Within the records that follow, find every line containing the string "description". Copy those lines.

(Data extract begins)

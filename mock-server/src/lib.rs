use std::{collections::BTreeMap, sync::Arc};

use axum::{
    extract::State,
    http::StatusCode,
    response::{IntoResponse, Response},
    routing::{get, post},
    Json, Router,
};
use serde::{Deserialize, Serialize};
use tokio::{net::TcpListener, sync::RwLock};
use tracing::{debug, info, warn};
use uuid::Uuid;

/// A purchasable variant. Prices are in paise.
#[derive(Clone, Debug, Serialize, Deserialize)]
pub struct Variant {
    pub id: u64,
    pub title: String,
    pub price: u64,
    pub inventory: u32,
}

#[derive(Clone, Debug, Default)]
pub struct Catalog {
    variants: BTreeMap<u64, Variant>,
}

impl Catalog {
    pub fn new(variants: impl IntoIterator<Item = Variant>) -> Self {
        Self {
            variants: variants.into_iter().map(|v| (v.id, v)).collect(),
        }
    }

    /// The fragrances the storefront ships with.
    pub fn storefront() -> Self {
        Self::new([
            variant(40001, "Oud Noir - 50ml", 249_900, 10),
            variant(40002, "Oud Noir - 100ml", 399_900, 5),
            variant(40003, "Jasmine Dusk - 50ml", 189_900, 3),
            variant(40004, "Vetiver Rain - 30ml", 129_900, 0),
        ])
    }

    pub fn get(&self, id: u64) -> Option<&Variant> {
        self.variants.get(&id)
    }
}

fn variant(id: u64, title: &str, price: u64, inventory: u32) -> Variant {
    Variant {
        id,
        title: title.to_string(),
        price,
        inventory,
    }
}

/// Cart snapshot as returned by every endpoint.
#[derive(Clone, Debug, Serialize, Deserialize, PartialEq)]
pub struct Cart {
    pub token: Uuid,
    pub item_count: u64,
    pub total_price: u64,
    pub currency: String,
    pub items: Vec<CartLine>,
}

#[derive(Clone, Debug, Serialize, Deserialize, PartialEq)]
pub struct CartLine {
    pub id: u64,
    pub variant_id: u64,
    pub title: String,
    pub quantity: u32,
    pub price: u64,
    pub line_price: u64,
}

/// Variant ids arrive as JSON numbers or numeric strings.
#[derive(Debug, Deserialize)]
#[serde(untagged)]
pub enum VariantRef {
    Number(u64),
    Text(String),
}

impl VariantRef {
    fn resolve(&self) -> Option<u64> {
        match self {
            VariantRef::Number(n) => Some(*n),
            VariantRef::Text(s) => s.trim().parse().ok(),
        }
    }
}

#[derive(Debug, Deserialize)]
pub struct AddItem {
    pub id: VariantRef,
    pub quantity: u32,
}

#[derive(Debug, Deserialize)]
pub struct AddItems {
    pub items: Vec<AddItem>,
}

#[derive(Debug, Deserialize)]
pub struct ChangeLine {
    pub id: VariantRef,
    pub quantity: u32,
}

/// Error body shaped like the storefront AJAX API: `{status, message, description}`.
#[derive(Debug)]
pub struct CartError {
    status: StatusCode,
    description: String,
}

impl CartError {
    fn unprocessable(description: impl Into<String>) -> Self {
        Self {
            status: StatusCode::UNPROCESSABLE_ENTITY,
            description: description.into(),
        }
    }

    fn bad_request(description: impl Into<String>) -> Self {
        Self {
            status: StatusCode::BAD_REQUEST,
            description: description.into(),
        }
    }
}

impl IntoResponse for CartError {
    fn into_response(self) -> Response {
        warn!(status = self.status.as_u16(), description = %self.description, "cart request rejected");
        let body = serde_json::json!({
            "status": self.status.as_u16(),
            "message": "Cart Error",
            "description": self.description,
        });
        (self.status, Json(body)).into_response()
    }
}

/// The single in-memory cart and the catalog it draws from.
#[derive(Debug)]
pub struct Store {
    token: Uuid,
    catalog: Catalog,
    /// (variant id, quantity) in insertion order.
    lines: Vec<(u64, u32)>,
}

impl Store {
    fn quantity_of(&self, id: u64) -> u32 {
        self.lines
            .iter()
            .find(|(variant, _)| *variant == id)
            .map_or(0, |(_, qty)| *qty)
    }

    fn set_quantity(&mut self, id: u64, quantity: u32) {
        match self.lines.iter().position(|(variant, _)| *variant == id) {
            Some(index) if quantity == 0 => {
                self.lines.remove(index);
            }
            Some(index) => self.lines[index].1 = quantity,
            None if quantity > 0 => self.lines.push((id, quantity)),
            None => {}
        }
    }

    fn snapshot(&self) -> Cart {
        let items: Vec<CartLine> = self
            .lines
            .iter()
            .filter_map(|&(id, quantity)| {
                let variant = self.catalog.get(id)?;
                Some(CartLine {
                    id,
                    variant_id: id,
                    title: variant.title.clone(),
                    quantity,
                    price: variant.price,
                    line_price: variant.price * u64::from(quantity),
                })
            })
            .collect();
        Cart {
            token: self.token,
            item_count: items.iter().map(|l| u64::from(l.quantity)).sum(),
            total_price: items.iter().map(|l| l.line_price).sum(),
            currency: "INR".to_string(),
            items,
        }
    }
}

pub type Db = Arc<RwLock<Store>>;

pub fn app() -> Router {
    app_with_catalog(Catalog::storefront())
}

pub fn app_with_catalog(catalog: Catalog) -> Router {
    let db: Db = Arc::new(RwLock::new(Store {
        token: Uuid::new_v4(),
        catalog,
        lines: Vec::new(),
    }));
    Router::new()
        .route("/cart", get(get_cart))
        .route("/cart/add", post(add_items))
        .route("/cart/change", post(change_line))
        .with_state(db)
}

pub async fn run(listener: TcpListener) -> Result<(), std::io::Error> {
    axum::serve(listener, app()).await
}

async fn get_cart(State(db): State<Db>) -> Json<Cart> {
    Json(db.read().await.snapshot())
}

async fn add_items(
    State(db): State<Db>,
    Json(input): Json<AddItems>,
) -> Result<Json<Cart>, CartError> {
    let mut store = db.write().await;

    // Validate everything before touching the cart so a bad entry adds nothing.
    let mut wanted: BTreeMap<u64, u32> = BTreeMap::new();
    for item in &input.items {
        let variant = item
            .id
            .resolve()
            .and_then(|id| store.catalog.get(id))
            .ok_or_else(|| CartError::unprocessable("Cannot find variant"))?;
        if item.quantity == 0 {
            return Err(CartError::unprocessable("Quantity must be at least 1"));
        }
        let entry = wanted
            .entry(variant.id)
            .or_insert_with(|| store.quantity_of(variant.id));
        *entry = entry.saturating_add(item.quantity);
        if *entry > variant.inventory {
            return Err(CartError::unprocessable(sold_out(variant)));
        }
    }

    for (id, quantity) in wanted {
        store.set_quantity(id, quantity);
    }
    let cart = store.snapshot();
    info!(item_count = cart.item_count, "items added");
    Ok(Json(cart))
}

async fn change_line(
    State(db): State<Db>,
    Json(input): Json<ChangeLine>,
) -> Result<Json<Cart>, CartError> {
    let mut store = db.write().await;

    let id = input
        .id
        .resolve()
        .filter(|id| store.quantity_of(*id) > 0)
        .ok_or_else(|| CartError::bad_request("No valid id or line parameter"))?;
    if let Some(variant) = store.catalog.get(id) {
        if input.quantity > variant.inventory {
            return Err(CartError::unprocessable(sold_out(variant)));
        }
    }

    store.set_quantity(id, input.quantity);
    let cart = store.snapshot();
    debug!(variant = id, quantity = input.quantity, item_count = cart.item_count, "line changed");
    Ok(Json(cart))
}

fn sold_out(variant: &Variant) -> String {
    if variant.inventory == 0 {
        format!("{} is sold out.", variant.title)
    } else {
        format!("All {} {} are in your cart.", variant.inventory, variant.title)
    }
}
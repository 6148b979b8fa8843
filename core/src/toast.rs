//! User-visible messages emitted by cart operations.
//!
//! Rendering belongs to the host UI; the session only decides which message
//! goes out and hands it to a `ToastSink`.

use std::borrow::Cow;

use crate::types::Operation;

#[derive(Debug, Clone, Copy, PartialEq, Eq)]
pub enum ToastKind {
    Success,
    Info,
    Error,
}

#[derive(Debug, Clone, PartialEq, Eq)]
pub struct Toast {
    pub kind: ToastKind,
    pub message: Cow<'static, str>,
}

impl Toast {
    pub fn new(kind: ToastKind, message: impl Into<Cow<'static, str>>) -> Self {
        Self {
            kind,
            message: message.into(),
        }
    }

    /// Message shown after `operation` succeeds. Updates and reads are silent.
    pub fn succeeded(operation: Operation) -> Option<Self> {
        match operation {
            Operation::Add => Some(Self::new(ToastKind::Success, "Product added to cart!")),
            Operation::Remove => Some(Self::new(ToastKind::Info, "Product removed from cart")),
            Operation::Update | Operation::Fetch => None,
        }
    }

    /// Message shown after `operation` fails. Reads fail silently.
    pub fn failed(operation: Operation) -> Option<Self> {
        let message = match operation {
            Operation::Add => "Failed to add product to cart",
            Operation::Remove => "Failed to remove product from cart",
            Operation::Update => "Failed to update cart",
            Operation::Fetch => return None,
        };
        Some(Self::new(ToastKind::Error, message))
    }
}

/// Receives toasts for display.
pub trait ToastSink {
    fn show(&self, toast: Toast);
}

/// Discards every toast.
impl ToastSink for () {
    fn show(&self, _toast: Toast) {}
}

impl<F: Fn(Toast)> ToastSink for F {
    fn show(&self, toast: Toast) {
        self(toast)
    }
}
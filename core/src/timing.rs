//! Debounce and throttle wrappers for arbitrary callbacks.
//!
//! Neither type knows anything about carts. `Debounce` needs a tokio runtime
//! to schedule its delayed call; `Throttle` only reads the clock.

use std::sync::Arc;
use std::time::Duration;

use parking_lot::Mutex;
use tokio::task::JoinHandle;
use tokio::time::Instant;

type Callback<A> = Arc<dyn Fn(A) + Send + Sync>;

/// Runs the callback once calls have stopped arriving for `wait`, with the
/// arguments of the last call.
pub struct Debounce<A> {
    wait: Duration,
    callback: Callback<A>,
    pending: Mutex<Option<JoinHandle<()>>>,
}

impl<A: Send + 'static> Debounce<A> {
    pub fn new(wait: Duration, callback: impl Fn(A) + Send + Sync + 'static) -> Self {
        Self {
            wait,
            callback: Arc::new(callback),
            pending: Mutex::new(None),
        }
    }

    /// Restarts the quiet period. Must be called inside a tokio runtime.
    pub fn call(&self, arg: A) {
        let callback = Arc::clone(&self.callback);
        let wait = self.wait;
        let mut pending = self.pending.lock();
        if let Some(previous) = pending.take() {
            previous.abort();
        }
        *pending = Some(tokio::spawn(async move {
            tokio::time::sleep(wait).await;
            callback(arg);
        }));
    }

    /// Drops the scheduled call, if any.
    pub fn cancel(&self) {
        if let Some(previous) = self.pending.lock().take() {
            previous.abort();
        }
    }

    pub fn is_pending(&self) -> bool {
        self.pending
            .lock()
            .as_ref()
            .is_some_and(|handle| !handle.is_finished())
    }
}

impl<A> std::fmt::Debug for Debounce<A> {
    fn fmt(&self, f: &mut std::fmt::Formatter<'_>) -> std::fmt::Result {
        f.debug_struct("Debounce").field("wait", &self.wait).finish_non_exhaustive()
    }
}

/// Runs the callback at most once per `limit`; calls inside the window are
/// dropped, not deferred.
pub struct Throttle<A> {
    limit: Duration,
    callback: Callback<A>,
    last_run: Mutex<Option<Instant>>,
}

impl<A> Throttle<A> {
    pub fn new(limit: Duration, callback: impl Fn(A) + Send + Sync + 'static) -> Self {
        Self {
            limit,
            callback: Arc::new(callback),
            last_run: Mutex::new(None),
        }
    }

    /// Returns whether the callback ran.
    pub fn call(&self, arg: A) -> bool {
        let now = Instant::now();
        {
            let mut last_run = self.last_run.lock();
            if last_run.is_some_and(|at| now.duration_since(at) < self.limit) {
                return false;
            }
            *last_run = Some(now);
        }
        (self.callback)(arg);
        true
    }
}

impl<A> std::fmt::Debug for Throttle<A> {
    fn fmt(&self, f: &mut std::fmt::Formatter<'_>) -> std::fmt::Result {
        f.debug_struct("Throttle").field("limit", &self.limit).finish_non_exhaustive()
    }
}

(Data extract ends)
(Data extract begins)

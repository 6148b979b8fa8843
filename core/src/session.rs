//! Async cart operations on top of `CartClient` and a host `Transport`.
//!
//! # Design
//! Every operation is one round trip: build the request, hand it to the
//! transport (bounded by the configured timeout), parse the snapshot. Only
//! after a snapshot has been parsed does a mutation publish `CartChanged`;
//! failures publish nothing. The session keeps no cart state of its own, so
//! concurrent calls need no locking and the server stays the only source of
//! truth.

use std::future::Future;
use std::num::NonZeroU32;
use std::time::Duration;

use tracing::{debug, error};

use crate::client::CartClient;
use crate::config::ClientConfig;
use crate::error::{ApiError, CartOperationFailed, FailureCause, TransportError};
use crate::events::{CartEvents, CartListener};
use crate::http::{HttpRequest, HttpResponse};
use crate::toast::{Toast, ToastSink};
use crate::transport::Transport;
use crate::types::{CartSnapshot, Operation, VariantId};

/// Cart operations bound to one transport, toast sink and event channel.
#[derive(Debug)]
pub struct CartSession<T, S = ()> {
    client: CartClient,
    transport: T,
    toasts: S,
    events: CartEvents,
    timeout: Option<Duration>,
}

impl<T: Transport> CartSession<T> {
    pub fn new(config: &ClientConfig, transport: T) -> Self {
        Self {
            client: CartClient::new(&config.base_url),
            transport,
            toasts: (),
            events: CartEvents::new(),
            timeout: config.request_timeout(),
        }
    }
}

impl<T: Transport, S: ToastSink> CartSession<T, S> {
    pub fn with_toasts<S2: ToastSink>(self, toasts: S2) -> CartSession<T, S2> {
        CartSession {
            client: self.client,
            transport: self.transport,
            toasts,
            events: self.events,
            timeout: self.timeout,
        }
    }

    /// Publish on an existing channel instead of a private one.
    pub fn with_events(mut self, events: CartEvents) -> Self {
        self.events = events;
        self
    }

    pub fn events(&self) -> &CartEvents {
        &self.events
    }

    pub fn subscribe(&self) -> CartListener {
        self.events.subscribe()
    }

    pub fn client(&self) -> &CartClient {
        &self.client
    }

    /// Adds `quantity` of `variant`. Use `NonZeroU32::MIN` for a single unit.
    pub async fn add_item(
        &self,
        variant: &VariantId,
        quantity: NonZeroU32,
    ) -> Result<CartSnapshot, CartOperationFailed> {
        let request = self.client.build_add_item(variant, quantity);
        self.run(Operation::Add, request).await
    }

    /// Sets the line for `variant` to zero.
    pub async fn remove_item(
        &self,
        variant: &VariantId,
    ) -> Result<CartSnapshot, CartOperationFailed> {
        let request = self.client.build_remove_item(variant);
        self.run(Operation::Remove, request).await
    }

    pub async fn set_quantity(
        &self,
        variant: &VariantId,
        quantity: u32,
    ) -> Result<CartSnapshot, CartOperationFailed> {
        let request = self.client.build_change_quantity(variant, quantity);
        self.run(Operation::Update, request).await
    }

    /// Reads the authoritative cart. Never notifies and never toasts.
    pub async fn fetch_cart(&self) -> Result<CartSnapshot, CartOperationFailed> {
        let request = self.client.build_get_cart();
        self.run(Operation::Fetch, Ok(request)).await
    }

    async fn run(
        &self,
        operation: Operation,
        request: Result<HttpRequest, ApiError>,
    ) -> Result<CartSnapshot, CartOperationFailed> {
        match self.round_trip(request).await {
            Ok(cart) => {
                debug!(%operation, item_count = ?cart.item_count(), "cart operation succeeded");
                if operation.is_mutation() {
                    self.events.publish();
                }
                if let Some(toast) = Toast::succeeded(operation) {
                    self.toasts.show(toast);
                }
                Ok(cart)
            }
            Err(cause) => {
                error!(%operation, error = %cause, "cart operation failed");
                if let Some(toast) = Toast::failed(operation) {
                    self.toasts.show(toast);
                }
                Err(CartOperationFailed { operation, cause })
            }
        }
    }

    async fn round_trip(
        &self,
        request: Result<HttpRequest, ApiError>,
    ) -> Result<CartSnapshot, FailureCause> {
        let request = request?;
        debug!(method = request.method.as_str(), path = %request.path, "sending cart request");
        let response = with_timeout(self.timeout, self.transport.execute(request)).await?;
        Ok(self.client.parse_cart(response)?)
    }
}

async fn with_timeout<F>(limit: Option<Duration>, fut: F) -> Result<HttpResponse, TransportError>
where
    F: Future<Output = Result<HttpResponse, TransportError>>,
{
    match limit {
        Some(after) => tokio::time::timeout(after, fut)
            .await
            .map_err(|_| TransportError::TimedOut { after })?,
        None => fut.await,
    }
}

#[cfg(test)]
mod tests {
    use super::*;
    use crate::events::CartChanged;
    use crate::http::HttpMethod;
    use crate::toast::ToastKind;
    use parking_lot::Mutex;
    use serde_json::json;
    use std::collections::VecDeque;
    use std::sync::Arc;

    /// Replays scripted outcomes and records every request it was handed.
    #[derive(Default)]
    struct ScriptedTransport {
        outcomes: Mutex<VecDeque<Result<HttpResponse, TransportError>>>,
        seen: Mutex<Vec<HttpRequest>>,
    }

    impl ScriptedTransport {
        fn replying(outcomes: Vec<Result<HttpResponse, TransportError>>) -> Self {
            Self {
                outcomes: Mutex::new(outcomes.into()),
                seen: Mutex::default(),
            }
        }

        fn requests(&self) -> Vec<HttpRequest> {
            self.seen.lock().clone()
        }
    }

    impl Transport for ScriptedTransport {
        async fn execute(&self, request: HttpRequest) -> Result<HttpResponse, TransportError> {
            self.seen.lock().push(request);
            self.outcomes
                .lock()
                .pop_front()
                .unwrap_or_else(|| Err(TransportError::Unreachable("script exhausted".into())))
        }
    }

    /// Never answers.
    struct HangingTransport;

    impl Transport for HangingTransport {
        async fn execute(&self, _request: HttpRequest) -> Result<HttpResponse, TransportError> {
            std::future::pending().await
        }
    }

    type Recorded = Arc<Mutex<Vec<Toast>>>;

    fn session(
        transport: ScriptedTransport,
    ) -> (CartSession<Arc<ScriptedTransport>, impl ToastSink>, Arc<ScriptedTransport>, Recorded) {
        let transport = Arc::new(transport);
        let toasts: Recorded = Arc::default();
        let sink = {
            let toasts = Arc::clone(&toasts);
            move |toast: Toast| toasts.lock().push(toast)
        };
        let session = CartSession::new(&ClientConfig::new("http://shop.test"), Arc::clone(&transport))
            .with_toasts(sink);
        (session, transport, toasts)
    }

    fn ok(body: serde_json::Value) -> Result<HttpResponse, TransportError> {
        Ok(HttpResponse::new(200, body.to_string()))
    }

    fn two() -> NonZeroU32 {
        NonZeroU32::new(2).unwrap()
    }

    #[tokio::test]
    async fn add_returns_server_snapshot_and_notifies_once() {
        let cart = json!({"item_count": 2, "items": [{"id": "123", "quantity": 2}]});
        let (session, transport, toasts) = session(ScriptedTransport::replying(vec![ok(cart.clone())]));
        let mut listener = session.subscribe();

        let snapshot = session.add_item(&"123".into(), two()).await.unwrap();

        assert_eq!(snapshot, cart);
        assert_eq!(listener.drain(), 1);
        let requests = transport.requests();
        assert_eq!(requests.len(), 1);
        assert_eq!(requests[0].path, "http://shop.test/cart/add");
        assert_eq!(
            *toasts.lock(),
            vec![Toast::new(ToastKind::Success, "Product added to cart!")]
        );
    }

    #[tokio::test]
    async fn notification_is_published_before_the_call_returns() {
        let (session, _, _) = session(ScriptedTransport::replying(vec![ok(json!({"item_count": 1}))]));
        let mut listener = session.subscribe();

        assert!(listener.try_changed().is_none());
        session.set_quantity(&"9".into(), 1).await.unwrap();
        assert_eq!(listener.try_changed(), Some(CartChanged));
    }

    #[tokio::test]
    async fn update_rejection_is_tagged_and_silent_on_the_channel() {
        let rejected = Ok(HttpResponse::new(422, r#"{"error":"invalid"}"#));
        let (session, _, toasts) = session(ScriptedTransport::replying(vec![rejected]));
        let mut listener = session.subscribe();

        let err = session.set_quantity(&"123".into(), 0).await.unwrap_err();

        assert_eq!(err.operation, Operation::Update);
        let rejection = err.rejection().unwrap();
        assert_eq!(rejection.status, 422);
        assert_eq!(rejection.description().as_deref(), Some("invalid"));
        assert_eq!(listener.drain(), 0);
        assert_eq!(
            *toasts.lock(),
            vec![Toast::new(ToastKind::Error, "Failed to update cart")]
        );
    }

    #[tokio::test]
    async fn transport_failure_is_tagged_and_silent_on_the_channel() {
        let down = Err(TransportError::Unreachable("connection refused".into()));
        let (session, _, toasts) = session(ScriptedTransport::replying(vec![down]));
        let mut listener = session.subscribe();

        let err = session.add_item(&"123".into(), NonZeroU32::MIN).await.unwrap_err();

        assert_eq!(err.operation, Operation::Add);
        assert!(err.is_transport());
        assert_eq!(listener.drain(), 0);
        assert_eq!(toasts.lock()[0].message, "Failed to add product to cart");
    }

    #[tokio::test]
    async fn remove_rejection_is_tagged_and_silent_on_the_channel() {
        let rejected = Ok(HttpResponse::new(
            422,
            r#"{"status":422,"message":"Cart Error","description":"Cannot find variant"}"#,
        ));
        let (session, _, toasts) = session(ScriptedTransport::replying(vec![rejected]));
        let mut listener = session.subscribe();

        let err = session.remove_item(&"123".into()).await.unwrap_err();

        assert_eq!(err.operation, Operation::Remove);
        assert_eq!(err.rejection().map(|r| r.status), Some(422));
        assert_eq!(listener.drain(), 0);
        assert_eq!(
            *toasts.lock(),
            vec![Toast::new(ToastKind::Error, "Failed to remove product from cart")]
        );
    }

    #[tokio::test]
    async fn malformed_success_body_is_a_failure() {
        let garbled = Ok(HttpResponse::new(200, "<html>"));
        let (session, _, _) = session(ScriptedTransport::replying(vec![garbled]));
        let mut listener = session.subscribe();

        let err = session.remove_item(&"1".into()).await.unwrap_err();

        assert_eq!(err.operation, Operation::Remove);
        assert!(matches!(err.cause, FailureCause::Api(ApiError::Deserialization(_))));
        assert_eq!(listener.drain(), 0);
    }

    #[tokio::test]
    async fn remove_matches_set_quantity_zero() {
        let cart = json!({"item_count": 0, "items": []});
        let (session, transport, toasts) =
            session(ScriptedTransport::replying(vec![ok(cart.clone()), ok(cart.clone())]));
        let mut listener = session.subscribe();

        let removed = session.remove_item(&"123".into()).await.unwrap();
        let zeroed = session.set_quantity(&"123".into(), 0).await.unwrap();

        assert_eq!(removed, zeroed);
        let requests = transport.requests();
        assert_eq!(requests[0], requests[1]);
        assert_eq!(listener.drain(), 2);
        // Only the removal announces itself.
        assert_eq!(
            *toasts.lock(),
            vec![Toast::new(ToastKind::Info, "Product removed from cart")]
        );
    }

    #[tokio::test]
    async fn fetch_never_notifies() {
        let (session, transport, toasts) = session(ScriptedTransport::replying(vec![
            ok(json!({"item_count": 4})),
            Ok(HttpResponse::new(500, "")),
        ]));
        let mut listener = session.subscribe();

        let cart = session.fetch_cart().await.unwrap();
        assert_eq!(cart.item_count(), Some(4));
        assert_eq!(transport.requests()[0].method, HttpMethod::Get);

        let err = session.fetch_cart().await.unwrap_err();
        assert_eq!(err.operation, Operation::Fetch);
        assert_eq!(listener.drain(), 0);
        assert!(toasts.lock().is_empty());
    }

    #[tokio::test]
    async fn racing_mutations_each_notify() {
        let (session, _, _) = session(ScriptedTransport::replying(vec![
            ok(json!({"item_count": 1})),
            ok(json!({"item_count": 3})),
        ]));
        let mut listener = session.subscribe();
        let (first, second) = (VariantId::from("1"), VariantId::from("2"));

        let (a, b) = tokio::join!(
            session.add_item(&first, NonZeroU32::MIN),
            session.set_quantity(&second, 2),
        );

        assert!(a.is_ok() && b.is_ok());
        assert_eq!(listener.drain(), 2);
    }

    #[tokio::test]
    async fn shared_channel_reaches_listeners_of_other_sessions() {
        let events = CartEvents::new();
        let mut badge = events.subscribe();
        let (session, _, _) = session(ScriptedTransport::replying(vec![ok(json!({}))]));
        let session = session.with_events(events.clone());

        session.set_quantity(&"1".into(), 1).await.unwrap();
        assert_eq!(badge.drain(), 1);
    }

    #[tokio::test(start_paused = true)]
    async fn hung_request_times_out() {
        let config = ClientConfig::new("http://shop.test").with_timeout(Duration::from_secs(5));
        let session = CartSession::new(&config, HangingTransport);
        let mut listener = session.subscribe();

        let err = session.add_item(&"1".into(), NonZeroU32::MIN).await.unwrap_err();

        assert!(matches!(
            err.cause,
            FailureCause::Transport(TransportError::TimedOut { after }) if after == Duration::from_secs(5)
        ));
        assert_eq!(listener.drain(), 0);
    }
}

(Data extract ends)

• **Solved exercise**
/// Error body shaped like the storefront AJAX API: `{status, message, description}`.
    description: String,
    fn unprocessable(description: impl Into<String>) -> Self {
            description: description.into(),
    fn bad_request(description: impl Into<String>) -> Self {
            description: description.into(),
        warn!(status = self.status.as_u16(), description = %self.description, "cart request rejected");
            "description": self.description,
        assert_eq!(rejection.description().as_deref(), Some("invalid"));
            r#"{"status":422,"message":"Cart Error","description":"Cannot find variant"}"#,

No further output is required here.